Enggak Tahu Internet Sombong

Iya, sebelumnya perkenalkan, aku atif. Aku ingin menceritakan pengalaman ku yang amat bodoh dan cukup memalukan. Pada suatu ketika dan tepatnya pada hari rabu, dan pada hari itu aku ada mata pelajaran TIK.


Tepat jam setengah dua belas, kami pun siap - siap melakukan kegiatan biasa, melakukan sholat dzuhur berjama’ah. Aku ingin mendapat tempat duduk yang paling depan agar di bilang anak rajin. Lalu aku ngumpet - ngumpet masuk ke dalam wc.

Setelah anak - anak pada selesai wudhu terus masuk ke aula, sambil mendengarkan puji pujian, dan terdengar suara iqomah, dan aku pun masih berada di dalam wc. Setelah mau selesai ya sholat aku langsung lari naik ke atas ke lantai 2.

Aku langsung masuk dan duduk tepat di depan meja guru. Setelah duduk, aku pun langsung di tanya, “enggak sholat apa kamu tif?” Aku pun menjawab , “sudah pak…” Kembalilah guru bertanya, “kalau sudah pada selesai yang lain pada kemana?”

Karena aku ingin dilihat paling bagus, sip dan aku berkata, “aku sudah ajak pak tapi dia nya malah pada ngelak semuanya, pada bilang entar dulu lah nyantai dulu kita, nah kaya gitu…”

Si guru diam, dengan muka agak kemerahan mungkin tampaknya ia sudah mulai marah. Aku tertawa terbahak - bahak di dalam hati. “Ternyata guru ini bego juga…” Sesudah selesai sholat, anak - anak pun langsung berbondong-bondong menuju lap komputer .

Anak - anak masuk dan memilih tempat yang masih kosong.

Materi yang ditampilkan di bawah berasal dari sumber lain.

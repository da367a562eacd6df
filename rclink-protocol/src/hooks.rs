//! Application hooks
//!
//! Extension points the engine calls from inside `step`. Every method has a
//! do-nothing default, so implement only what you need.

use crate::frame::FrameHeader;

/// Why the reader abandoned a framed candidate
#[derive(Debug, Clone, Copy, PartialEq, Eq)]
#[cfg_attr(feature = "defmt", derive(defmt::Format))]
pub enum DiscardReason {
    /// Declared length cannot fit the input buffer
    BadLength,
    /// Checksum mismatch
    BadChecksum,
}

/// Callbacks for traffic the registry does not handle by itself
pub trait LinkHooks {
    /// A frame passed validation and is about to be decoded
    fn frame_received(&mut self, _header: &FrameHeader, _payload: &[u8]) {}

    /// Take over decoding of a sub-packet before the registry sees it
    ///
    /// Called for every sub-packet, bound or not. Return `Some(n)` to claim
    /// the sub-packet and `n` bytes of `remaining` as its data; the bound
    /// item, if any, is left untouched. `None` keeps the default handling.
    fn parse_packet(&mut self, _kind: u8, _remaining: &[u8]) -> Option<usize> {
        None
    }

    /// A sub-packet with an unbound type arrived
    ///
    /// `remaining` is everything left in the frame after the type byte.
    /// Return how many of those bytes belong to this sub-packet. Returning
    /// 0 means the size is unknown: the rest of the frame is dropped rather
    /// than guessing where the next sub-packet starts.
    fn unknown_packet(&mut self, _kind: u8, _remaining: &[u8]) -> usize {
        0
    }

    /// A corrupt frame candidate is being abandoned
    ///
    /// `bytes` is the whole candidate, but only its two magic bytes are
    /// consumed: the rest is scanned again, so some of these bytes may
    /// still turn up in a valid frame or in a later discard report.
    /// Not called for bytes skipped while hunting for the magic sequence.
    fn discarding_data(&mut self, _bytes: &[u8], _reason: DiscardReason) {}
}

/// Hooks that do nothing
#[derive(Debug, Clone, Copy, Default)]
pub struct NoHooks;

impl LinkHooks for NoHooks {}

impl<H: LinkHooks + ?Sized> LinkHooks for &mut H {
    fn frame_received(&mut self, header: &FrameHeader, payload: &[u8]) {
        (**self).frame_received(header, payload)
    }

    fn parse_packet(&mut self, kind: u8, remaining: &[u8]) -> Option<usize> {
        (**self).parse_packet(kind, remaining)
    }

    fn unknown_packet(&mut self, kind: u8, remaining: &[u8]) -> usize {
        (**self).unknown_packet(kind, remaining)
    }

    fn discarding_data(&mut self, bytes: &[u8], reason: DiscardReason) {
        (**self).discarding_data(bytes, reason)
    }
}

Guru lap tampak tidak mau basa-basi langsung menjelaskan materi tentang internet. Guru pun menjelaskan panjang lebar sampai aku pusing mendengarkannya.

Setelah selesai menjelaskan, langsung si guru bertanya seputar penjelasan tadi, “sudah jelas semuanya dan paham? Kami pun semua menjawab, “sudah pak…!”

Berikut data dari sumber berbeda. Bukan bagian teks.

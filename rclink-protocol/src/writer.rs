//! Outgoing frame construction
//!
//! At most one frame is held at a time. It is built in place in the output
//! buffer and handed to the transport; whatever the transport does not
//! accept stays in the buffer and is retried on later steps before any new
//! frame is built, so a stalled frame keeps its serial number and contents.

use heapless::Vec;
use rclink_hal::SerialTx;

use crate::frame::{
    seal_frame, FrameError, HEADER_SIZE, MAX_ITEM_SIZE, MAX_OUTBUF_SIZE, MAX_PAYLOAD_SIZE,
    NO_SERIAL,
};
use crate::packet::PayloadBuilder;

/// Errors from queuing an ad hoc payload
#[derive(Debug, Clone, Copy, PartialEq, Eq)]
#[cfg_attr(feature = "defmt", derive(defmt::Format))]
pub enum EnqueueError {
    /// Data can never fit in a frame
    PayloadTooLarge,
    /// Not enough staging space left right now
    BufferFull,
}

/// Frame that was just built
#[derive(Debug, Clone, Copy, PartialEq, Eq)]
#[cfg_attr(feature = "defmt", derive(defmt::Format))]
pub struct BuiltFrame {
    pub frame_id: u8,
    /// Total bytes including header and checksum
    pub len: usize,
    /// Payload bytes that came from `enqueue_payload`
    pub staged_bytes: usize,
}

/// Output buffer, send cursor and outgoing serial number
#[derive(Debug, Clone)]
pub struct FrameWriter {
    buf: [u8; MAX_OUTBUF_SIZE],
    len: usize,
    sent: usize,
    serial: u8,
    staged: Vec<u8, MAX_PAYLOAD_SIZE>,
}

impl Default for FrameWriter {
    fn default() -> Self {
        Self::new()
    }
}

impl FrameWriter {
    pub const fn new() -> Self {
        Self {
            buf: [0; MAX_OUTBUF_SIZE],
            len: 0,
            sent: 0,
            serial: NO_SERIAL,
            staged: Vec::new(),
        }
    }

    /// Forget the pending frame, staged data and serial number
    pub fn reset(&mut self) {
        self.len = 0;
        self.sent = 0;
        self.serial = NO_SERIAL;
        self.staged.clear();
    }

    /// Serial number of the most recently built frame, 0 if none
    pub fn serial(&self) -> u8 {
        self.serial
    }

    /// A built frame still has bytes the transport has not taken
    pub fn is_pending(&self) -> bool {
        self.sent < self.len
    }

    /// Bytes of the pending frame not yet handed to the transport
    pub fn pending_bytes(&self) -> usize {
        self.len - self.sent
    }

    pub fn has_staged(&self) -> bool {
        !self.staged.is_empty()
    }

    /// Free staging space, in payload bytes
    pub fn staging_space(&self) -> usize {
        self.staged.capacity() - self.staged.len()
    }

    fn next_serial(&mut self) -> u8 {
        self.serial = self.serial.wrapping_add(1);
        if self.serial == NO_SERIAL {
            self.serial = 1;
        }
        self.serial
    }

    /// Queue a `<kind><data>` sub-packet for the next frame
    ///
    /// Either the whole sub-packet is queued or nothing changes.
    pub fn stage(&mut self, kind: u8, data: &[u8]) -> Result<(), EnqueueError> {
        if data.len() > MAX_ITEM_SIZE {
            return Err(EnqueueError::PayloadTooLarge);
        }
        if 1 + data.len() > self.staging_space() {
            return Err(EnqueueError::BufferFull);
        }
        self.staged
            .push(kind)
            .map_err(|_| EnqueueError::BufferFull)?;
        self.staged
            .extend_from_slice(data)
            .map_err(|_| EnqueueError::BufferFull)
    }

    /// Build the next frame
    ///
    /// Staged sub-packets go first, then `fill` adds whatever it wants.
    /// The caller must not build while a frame [`is_pending`](Self::is_pending).
    pub fn build<T, F>(&mut self, last_seen: u8, fill: F) -> Result<(BuiltFrame, T), FrameError>
    where
        F: FnOnce(&mut PayloadBuilder<'_>) -> T,
    {
        debug_assert!(!self.is_pending());

        let area = &mut self.buf[HEADER_SIZE..HEADER_SIZE + MAX_PAYLOAD_SIZE];
        let mut payload = PayloadBuilder::new(area);
        let staged_bytes = if payload.push_raw(&self.staged) {
            self.staged.len()
        } else {
            0
        };
        let extra = fill(&mut payload);
        let payload_len = payload.len();

        if staged_bytes > 0 {
            self.staged.clear();
        }

        let frame_id = self.next_serial();
        let len = seal_frame(&mut self.buf, frame_id, last_seen, payload_len)?;
        self.len = len;
        self.sent = 0;

        Ok((
            BuiltFrame {
                frame_id,
                len,
                staged_bytes,
            },
            extra,
        ))
    }

    /// Hand pending bytes to the transport
    ///
    /// Returns the number of bytes it accepted.
    pub fn flush<W: SerialTx + ?Sized>(&mut self, tx: &mut W) -> Result<usize, W::Error> {
        if !self.is_pending() {
            return Ok(0);
        }
        let pending = &self.buf[self.sent..self.len];
        let n = tx.write_nonblocking(pending)?.min(pending.len());
        self.sent += n;
        if self.sent == self.len {
            self.len = 0;
            self.sent = 0;
        }
        Ok(n)
    }

    /// Bytes of the pending frame not yet sent
    pub fn pending(&self) -> &[u8] {
        &self.buf[self.sent..self.len]
    }
}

Seketika itu, guru pun langsung meminta yang belum mengerti untuk bertanya. Aku pun berteriak paling keras dan sendirian tidak ada yang mengikuti teman temanku. “Bisa pak cuma kaya gitu” Spontan guruku memanggil aku suruh maju.

“Kamu maju ke depan coba kamu duduk di komputer bapak dan praktekan…!” Dan aku pun langsung maju dan duduk di tempat duduk guru, guru pun berpindah tempat. Seketika aku duduk dan aku mulai tampak keringat dingin.

Mukaku tampak pucat dan aku hanya bisa klingah klingih. “Kenapa diam, ayo di coba apa yang bapak ajarkan tadi…”, ucapnya mengingatkan. Keringat dingin mulai bercucuran, tanganku yang tadinya kuat kini mulai gemetar.

Aku mencoba untuk mengingat apa yang tadi dilakukan guru, aku menyerah, aku benar-benar menyerah. Aku pun akhirnya berkata pada guru “ma’af pak aku tidak bisa…” Spontan semua bersorak, “hu… hu…” Aku pun hanya berdiam tanpa kata.